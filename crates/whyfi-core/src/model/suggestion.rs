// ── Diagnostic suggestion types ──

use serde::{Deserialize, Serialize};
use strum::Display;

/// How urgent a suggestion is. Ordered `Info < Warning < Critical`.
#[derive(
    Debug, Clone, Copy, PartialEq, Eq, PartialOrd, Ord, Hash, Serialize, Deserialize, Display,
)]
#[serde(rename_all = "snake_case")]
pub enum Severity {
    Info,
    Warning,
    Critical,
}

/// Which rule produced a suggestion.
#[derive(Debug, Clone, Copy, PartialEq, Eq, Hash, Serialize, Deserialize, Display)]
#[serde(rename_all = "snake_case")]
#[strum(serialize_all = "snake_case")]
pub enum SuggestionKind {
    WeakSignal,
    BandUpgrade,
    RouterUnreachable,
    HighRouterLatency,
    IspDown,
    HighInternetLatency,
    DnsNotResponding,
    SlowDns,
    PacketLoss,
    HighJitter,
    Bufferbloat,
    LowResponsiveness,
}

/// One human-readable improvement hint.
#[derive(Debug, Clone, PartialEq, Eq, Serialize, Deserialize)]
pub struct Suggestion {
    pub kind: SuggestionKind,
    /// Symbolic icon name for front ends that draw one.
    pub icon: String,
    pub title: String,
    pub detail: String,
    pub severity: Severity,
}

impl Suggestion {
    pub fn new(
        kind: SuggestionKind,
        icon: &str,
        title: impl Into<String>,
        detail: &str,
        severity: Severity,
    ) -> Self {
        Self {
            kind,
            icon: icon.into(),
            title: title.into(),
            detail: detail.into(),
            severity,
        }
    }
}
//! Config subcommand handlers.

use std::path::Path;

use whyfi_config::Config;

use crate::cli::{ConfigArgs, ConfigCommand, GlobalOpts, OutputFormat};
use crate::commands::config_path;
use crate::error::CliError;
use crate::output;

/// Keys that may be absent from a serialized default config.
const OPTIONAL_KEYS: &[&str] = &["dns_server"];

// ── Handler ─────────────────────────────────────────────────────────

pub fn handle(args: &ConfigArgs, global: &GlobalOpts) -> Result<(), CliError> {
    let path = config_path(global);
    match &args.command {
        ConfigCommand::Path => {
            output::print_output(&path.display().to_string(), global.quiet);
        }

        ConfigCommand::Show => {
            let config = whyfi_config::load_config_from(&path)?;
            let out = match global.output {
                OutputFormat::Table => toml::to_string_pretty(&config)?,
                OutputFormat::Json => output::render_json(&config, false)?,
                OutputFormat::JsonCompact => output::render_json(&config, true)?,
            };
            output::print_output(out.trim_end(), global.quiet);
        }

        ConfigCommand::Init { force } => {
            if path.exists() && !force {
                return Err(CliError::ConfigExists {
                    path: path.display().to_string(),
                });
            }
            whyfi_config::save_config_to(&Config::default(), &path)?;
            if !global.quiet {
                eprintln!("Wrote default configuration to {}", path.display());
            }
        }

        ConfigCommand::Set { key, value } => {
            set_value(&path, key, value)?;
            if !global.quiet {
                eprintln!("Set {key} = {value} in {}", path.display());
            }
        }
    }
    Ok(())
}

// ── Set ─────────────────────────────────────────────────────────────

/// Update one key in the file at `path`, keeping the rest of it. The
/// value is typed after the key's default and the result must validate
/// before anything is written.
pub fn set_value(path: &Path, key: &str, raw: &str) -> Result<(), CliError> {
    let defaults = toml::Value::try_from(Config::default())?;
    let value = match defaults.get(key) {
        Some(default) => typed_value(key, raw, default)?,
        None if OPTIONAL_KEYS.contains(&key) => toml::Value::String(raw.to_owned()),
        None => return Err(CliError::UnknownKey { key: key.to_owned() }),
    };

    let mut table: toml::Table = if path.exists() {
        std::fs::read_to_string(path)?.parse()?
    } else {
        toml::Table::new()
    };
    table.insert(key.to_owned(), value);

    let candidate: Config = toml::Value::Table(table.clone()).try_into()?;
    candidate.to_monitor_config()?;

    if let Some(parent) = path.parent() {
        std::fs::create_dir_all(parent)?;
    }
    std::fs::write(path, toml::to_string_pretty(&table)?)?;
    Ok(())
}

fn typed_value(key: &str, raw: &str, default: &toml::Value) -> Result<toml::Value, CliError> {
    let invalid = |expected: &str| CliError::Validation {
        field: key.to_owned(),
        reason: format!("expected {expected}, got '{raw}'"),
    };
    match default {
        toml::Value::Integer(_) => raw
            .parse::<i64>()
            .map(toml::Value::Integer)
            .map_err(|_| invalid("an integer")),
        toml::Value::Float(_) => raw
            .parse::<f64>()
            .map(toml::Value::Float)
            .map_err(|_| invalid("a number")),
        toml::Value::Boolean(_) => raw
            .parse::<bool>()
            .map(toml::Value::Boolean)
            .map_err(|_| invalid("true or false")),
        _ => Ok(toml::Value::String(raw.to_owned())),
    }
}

━━━━━━━━━━━━━━━━━━━━━━━━━━━━━━

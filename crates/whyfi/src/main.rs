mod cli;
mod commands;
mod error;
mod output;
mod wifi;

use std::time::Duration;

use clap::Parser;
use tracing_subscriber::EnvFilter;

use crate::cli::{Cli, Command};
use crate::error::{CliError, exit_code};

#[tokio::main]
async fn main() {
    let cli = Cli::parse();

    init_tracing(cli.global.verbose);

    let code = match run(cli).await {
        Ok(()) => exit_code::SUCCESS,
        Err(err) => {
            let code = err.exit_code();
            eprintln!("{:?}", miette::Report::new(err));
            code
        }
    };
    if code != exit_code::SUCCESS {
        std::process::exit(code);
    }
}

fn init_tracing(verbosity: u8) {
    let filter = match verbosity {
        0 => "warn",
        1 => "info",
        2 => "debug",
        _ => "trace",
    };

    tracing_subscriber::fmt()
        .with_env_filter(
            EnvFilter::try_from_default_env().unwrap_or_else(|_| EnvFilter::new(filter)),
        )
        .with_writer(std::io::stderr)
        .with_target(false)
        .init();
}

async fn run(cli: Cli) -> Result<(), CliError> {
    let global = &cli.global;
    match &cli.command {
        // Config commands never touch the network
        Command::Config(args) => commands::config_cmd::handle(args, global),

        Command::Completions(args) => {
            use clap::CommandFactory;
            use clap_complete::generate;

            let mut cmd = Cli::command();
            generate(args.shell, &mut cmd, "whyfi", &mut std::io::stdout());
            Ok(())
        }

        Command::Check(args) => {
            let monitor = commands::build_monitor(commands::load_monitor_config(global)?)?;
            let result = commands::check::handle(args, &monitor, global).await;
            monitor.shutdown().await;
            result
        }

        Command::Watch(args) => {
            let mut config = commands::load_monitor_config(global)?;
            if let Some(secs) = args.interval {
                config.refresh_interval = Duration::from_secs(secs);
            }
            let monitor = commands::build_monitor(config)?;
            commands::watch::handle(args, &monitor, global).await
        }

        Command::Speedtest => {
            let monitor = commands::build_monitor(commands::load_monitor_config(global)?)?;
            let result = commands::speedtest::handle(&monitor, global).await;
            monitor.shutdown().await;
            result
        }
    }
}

━━━━━━━━━━━━━━━━━━━━━━━━━━━━━━

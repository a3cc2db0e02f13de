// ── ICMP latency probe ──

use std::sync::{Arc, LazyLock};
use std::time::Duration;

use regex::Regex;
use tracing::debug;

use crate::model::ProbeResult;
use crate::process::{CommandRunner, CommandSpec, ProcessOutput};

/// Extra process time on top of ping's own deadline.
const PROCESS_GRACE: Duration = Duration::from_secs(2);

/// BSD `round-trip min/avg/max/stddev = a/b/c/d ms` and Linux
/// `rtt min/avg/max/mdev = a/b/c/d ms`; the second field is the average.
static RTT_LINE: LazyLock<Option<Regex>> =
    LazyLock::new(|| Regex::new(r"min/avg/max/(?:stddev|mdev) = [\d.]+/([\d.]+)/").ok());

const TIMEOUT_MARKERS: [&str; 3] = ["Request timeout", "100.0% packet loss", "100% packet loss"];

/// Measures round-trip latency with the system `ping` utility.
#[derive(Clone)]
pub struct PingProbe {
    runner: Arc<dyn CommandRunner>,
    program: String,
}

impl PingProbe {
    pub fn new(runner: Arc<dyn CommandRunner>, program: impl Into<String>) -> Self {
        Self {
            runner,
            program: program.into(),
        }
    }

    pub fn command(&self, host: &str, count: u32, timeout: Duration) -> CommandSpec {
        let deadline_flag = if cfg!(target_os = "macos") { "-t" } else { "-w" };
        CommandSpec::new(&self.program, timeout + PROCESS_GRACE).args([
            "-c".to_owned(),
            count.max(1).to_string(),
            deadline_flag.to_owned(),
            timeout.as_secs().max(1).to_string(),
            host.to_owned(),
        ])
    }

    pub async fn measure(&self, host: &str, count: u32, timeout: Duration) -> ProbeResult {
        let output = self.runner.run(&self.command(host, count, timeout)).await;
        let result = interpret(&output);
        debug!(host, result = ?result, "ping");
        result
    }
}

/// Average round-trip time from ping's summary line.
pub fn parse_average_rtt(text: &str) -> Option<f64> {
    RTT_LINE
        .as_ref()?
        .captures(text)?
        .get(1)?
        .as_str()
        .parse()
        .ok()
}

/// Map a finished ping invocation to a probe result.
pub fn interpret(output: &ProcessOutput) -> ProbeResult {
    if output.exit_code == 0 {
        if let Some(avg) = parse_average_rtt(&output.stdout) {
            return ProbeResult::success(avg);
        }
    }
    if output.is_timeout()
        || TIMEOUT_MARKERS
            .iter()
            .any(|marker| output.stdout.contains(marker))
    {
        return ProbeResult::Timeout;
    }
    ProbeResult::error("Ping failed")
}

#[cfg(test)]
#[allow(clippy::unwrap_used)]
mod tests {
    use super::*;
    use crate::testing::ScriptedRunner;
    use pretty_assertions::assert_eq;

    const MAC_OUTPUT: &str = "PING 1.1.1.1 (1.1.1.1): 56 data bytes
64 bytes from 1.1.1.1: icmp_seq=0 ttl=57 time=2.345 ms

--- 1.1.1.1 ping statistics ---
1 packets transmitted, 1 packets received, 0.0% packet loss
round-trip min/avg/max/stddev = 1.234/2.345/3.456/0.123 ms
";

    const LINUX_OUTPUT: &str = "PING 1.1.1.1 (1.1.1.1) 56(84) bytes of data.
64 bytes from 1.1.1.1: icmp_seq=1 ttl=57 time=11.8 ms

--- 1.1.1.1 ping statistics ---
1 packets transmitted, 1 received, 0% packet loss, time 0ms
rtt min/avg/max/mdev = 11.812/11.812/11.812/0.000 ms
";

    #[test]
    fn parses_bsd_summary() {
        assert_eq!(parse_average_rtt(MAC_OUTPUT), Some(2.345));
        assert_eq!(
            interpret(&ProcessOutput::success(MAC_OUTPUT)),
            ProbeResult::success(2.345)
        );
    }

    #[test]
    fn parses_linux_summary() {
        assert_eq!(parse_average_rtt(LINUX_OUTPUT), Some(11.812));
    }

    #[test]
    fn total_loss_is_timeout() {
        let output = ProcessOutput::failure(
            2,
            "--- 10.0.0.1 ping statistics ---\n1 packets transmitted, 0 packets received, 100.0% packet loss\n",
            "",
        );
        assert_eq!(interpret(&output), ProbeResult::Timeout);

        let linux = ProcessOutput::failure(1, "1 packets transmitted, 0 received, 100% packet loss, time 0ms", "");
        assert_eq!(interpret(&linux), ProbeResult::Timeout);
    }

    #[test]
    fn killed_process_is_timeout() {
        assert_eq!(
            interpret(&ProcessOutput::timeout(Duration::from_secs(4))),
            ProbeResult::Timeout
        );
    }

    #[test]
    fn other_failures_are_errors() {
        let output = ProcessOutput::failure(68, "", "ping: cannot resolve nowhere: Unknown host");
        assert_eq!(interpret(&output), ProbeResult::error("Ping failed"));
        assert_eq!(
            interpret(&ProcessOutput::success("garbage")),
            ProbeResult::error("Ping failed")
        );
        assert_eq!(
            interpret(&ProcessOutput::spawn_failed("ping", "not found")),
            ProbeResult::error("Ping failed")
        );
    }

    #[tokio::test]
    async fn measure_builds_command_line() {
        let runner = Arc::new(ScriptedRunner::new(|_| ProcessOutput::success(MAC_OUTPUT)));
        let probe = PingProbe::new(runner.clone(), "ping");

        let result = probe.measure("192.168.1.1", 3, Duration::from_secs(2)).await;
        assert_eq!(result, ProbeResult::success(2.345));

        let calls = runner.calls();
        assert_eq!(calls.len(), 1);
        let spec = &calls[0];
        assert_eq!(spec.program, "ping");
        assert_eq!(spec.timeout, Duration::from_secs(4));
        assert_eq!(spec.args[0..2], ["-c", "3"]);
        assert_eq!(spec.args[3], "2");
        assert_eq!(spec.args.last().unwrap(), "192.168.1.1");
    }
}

━━━━━━━━━━━━━━━━━━━━━━━━━━━━━━

» **What the task asks**: Look over the records above, and wherever a line contains the string "OutputFormat", copy that line.

» **Written solution**:
use crate::cli::{ConfigArgs, ConfigCommand, GlobalOpts, OutputFormat};
                OutputFormat::Table => toml::to_string_pretty(&config)?,
                OutputFormat::Json => output::render_json(&config, false)?,
                OutputFormat::JsonCompact => output::render_json(&config, true)?,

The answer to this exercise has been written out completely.